8. Met inachtneming van het vorenoverwoge komt de geheimhoudingskamer tot het volgende oordeel:

- met betrekking tot de stukken aangeduid onder 3.1. is beperkte kennisneming reeds gerechtvaardigd op de grond omschreven onder 7.2.;

- met betrekking tot de stukken aangeduid onder 3.2. is beperkte kennisneming deels gerechtvaardigd op de grond omschreven onder 7.2. en overigens op de grond omschreven onder 7.1.;

- met betrekking tot de stukken aangeduid onder 3.3., mappen 1, 2 en 3, is beperkte kennisneming reeds gerechtvaardigd op de grond omschreven onder 7.2.;

- met betrekking tot de stukken aangeduid onder 3.3., mappen 4 en 5, is beperkte kennisneming gerechtvaardigd op de grond omschreven in 7.3.;

- met betrekking tot de stukken aangeduid onder 3.3, map 6, (word-)bestanden 1 en 4, is beperkte kennisneming reeds gerechtvaardigd op de grond omschreven onder 7.2.;

- met betrekking tot de stukken aangeduid onder 3.3 map 6, (PDF-)bestanden 2 en 3, is beperkte kennisneming gerechtvaardigd op de grond omschreven onder 7.3.;

- met betrekking tot het stuk aangeduid onder 3.4. is beperkte kennisneming reeds gerechtvaardigd op de grond omschreven onder 7.2.;

- met betrekking tot de stukken aangeduid onder 3.5. is beperkte kennisneming kennisneming gerechtvaardigd op de grond omschreven onder 7.3.

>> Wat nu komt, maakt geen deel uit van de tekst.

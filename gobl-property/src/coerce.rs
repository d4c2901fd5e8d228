//! Decode-side coercion from wire literals to exact payloads.
//!
//! The JSON layer hands every number over as its original literal text
//! (`serde_json` is built with `arbitrary_precision`). Each literal is first
//! read as an exact token and only then narrowed to the width and signedness
//! the declared [`PropertyType`] demands, failing with
//! [`PropertyError::OutOfRange`] instead of truncating.

use crate::error::PropertyError;
use crate::kind::PropertyType;
use crate::text;
use crate::value::Value;
use chrono::{DateTime, FixedOffset, TimeDelta};
use rust_decimal::Decimal;
use rust_decimal::prelude::ToPrimitive;
use serde_json::Value as Json;
use std::fmt::Display;

/// Convert the wire literal of one property into its payload.
///
/// `null` is an absent payload for every type; a payload carried by an
/// [`PropertyType::Undefined`] property is dropped.
pub(crate) fn decode_value(kind: PropertyType, raw: Json) -> Result<Option<Value>, PropertyError> {
    use PropertyType as T;

    if raw.is_null() {
        return Ok(None);
    }
    let value = match kind {
        T::Undefined => return Ok(None),
        T::Bool => Value::Bool(boolean(kind, &raw)?),
        T::Int => Value::Int(integer(kind, &raw)?),
        T::Int8 => Value::Int8(integer(kind, &raw)?),
        T::Int16 => Value::Int16(integer(kind, &raw)?),
        T::Int32 => Value::Int32(integer(kind, &raw)?),
        T::Int64 => Value::Int64(integer(kind, &raw)?),
        T::Uint => Value::Uint(integer(kind, &raw)?),
        T::Uint8 => Value::Uint8(integer(kind, &raw)?),
        T::Uint16 => Value::Uint16(integer(kind, &raw)?),
        T::Uint32 => Value::Uint32(integer(kind, &raw)?),
        T::Uint64 => Value::Uint64(integer(kind, &raw)?),
        T::Float32 => Value::Float32(float32(kind, &raw)?),
        T::Float64 => Value::Float64(float64(kind, &raw)?),
        T::ByteArray => Value::ByteArray(bytes(kind, &raw)?),
        T::String => Value::String(string(kind, &raw)?),
        T::DateTime => Value::DateTime(datetime(kind, &raw)?),
        T::Duration => Value::Duration(duration(kind, &raw)?),
        T::Decimal => Value::Decimal(decimal(kind, &raw)?),
        T::Interface => Value::Interface(raw),
        T::BoolArray => Value::BoolArray(elements(kind, raw, boolean)?),
        T::IntArray => Value::IntArray(elements(kind, raw, integer)?),
        T::Int8Array => Value::Int8Array(elements(kind, raw, integer)?),
        T::Int16Array => Value::Int16Array(elements(kind, raw, integer)?),
        T::Int32Array => Value::Int32Array(elements(kind, raw, integer)?),
        T::Int64Array => Value::Int64Array(elements(kind, raw, integer)?),
        T::UintArray => Value::UintArray(elements(kind, raw, integer)?),
        T::Uint8Array => Value::Uint8Array(elements(kind, raw, integer)?),
        T::Uint16Array => Value::Uint16Array(elements(kind, raw, integer)?),
        T::Uint32Array => Value::Uint32Array(elements(kind, raw, integer)?),
        T::Uint64Array => Value::Uint64Array(elements(kind, raw, integer)?),
        T::Float32Array => Value::Float32Array(elements(kind, raw, float32)?),
        T::Float64Array => Value::Float64Array(elements(kind, raw, float64)?),
        T::StringArray => Value::StringArray(elements(kind, raw, string)?),
        T::DateTimeArray => Value::DateTimeArray(elements(kind, raw, datetime)?),
        T::DurationArray => Value::DurationArray(elements(kind, raw, duration)?),
        T::DecimalArray => Value::DecimalArray(elements(kind, raw, decimal)?),
        T::InterfaceArray => match raw {
            Json::Array(items) => Value::InterfaceArray(items),
            other => return Err(unexpected(kind, &other)),
        },
    };
    Ok(Some(value))
}

/// JSON shape of an array element; every element must share the first one's.
#[derive(Debug, Clone, Copy, PartialEq, Eq)]
enum Shape {
    Null,
    Bool,
    Number,
    Text,
    Array,
    Object,
}

impl Shape {
    fn of(raw: &Json) -> Self {
        match raw {
            Json::Null => Shape::Null,
            Json::Bool(_) => Shape::Bool,
            Json::Number(_) => Shape::Number,
            Json::String(_) => Shape::Text,
            Json::Array(_) => Shape::Array,
            Json::Object(_) => Shape::Object,
        }
    }

    fn name(self) -> &'static str {
        match self {
            Shape::Null => "null",
            Shape::Bool => "boolean",
            Shape::Number => "number",
            Shape::Text => "string",
            Shape::Array => "array",
            Shape::Object => "object",
        }
    }
}

fn unexpected(kind: PropertyType, raw: &Json) -> PropertyError {
    PropertyError::malformed(format!(
        "unexpected {} literal for data type {kind}",
        Shape::of(raw).name()
    ))
}

fn elements<T>(
    kind: PropertyType,
    raw: Json,
    convert: fn(PropertyType, &Json) -> Result<T, PropertyError>,
) -> Result<Vec<T>, PropertyError> {
    let Json::Array(items) = raw else {
        return Err(unexpected(kind, &raw));
    };
    // The first element decides how the whole array is read.
    if let Some(first) = items.first() {
        let shape = Shape::of(first);
        if let Some((index, item)) = items
            .iter()
            .enumerate()
            .find(|(_, item)| Shape::of(item) != shape)
        {
            return Err(PropertyError::malformed(format!(
                "element {index} of {kind} is a {} but the first element is a {}",
                Shape::of(item).name(),
                shape.name()
            )));
        }
    }
    items.iter().map(|item| convert(kind, item)).collect()
}

/// Host integer types the decoder narrows into.
trait Integer: Sized + Copy + Display + TryFrom<i128> {
    const LOWER: Self;
    const UPPER: Self;
}

macro_rules! integer_bounds {
    ($($ty:ty),*) => {
        $(
            impl Integer for $ty {
                const LOWER: Self = <$ty>::MIN;
                const UPPER: Self = <$ty>::MAX;
            }
        )*
    };
}

integer_bounds!(isize, i8, i16, i32, i64, usize, u8, u16, u32, u64);

fn out_of_range(kind: PropertyType, literal: &str, lower: impl Display, upper: impl Display) -> PropertyError {
    PropertyError::OutOfRange {
        literal: literal.to_owned(),
        kind,
        bound: format!("[{lower}, {upper}]"),
    }
}

fn number_literal(kind: PropertyType, raw: &Json) -> Result<String, PropertyError> {
    match raw {
        Json::Number(n) => Ok(n.to_string()),
        other => Err(unexpected(kind, other)),
    }
}

/// Read an integer literal exactly. `Ok(None)` means the literal is an
/// integer too large for any host integer.
fn exact_integer(kind: PropertyType, literal: &str) -> Result<Option<i128>, PropertyError> {
    if let Ok(v) = literal.parse::<i128>() {
        return Ok(Some(v));
    }
    let digits = literal.strip_prefix('-').unwrap_or(literal);
    if !digits.is_empty() && digits.bytes().all(|b| b.is_ascii_digit()) {
        return Ok(None);
    }
    // Fraction or exponent notation is fine as long as the value is integral.
    let d = match text::parse_decimal(literal) {
        Ok(d) => d,
        // Integral but beyond the decimal range, so beyond every integer tag.
        Err(_) if literal.parse::<f64>().is_ok_and(|f| f.is_finite() && f.fract() == 0.0) => {
            return Ok(None);
        }
        Err(_) => return Err(PropertyError::parse(kind, literal, "invalid integer literal")),
    };
    if !d.fract().is_zero() {
        return Err(PropertyError::parse(kind, literal, "not an integer"));
    }
    Ok(d.to_i128())
}

fn integer<I: Integer>(kind: PropertyType, raw: &Json) -> Result<I, PropertyError> {
    let literal = number_literal(kind, raw)?;
    exact_integer(kind, &literal)?
        .and_then(|v| I::try_from(v).ok())
        .ok_or_else(|| out_of_range(kind, &literal, I::LOWER, I::UPPER))
}

fn float32(kind: PropertyType, raw: &Json) -> Result<f32, PropertyError> {
    let literal = number_literal(kind, raw)?;
    let v: f32 = literal
        .parse()
        .map_err(|e| PropertyError::parse(kind, &literal, e))?;
    if v.is_infinite() {
        return Err(out_of_range(
            kind,
            &literal,
            format!("{:e}", f32::MIN),
            format!("{:e}", f32::MAX),
        ));
    }
    Ok(v)
}

fn float64(kind: PropertyType, raw: &Json) -> Result<f64, PropertyError> {
    let literal = number_literal(kind, raw)?;
    let v: f64 = literal
        .parse()
        .map_err(|e| PropertyError::parse(kind, &literal, e))?;
    if v.is_infinite() {
        return Err(out_of_range(
            kind,
            &literal,
            format!("{:e}", f64::MIN),
            format!("{:e}", f64::MAX),
        ));
    }
    Ok(v)
}

fn boolean(kind: PropertyType, raw: &Json) -> Result<bool, PropertyError> {
    match raw {
        Json::Bool(b) => Ok(*b),
        Json::String(s) => text::parse_bool(s),
        other => Err(unexpected(kind, other)),
    }
}

fn string(kind: PropertyType, raw: &Json) -> Result<String, PropertyError> {
    match raw {
        Json::String(s) => Ok(s.clone()),
        Json::Number(n) => Ok(n.to_string()),
        Json::Bool(b) => Ok(b.to_string()),
        other => Err(unexpected(kind, other)),
    }
}

fn bytes(kind: PropertyType, raw: &Json) -> Result<Vec<u8>, PropertyError> {
    match raw {
        Json::String(s) => Ok(s.as_bytes().to_vec()),
        other => Err(unexpected(kind, other)),
    }
}

fn datetime(kind: PropertyType, raw: &Json) -> Result<DateTime<FixedOffset>, PropertyError> {
    match raw {
        Json::String(s) => text::parse_datetime(s),
        other => Err(unexpected(kind, other)),
    }
}

fn duration(kind: PropertyType, raw: &Json) -> Result<TimeDelta, PropertyError> {
    match raw {
        Json::Number(_) => integer::<i64>(kind, raw).map(TimeDelta::nanoseconds),
        Json::String(s) => text::parse_duration(s),
        other => Err(unexpected(kind, other)),
    }
}

fn decimal(kind: PropertyType, raw: &Json) -> Result<Decimal, PropertyError> {
    match raw {
        Json::Number(n) => text::parse_decimal(&n.to_string()),
        Json::String(s) => text::parse_decimal(s),
        other => Err(unexpected(kind, other)),
    }
}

9. Het Hof merkt hierbij nog op dat een deel van de stukken waarvoor de inspecteur beperkte kennisneming heeft verzocht geen op de zaak betrekking hebbende stukken betreft omdat het hier om triviale mededingen gaat (zoals een e-mail inhoudende de mededeling dat een ambtenaar enkele weken met vakantie gaat), die voor de beslechting van het geschil van geen enkel belang kunnen zijn. Hetgeen is overwogen onder 8. heeft geen betrekking op deze stukken. Overlegging aan belanghebbende kan echter achterwege blijven omdat het geen stukken zijn als bedoeld in art. 8:42 lid 1 Awb.

Slotsom

10. Het verzoek tot beperkte kennisneming kan worden toegewezen.

De uitspraak is gedaan op 13 mei 2022 door mr. F.J.P.M. Haas, lid van de zevende enkelvoudige belastingkamer, en op dezelfde dag in het openbaar uitgesproken in aanwezigheid van mr. J.H.E. Breman als griffier.

(griffier) (lid van de belastingkamer)

Tegen deze tussenuitspraak staat geen rechtsmiddel open.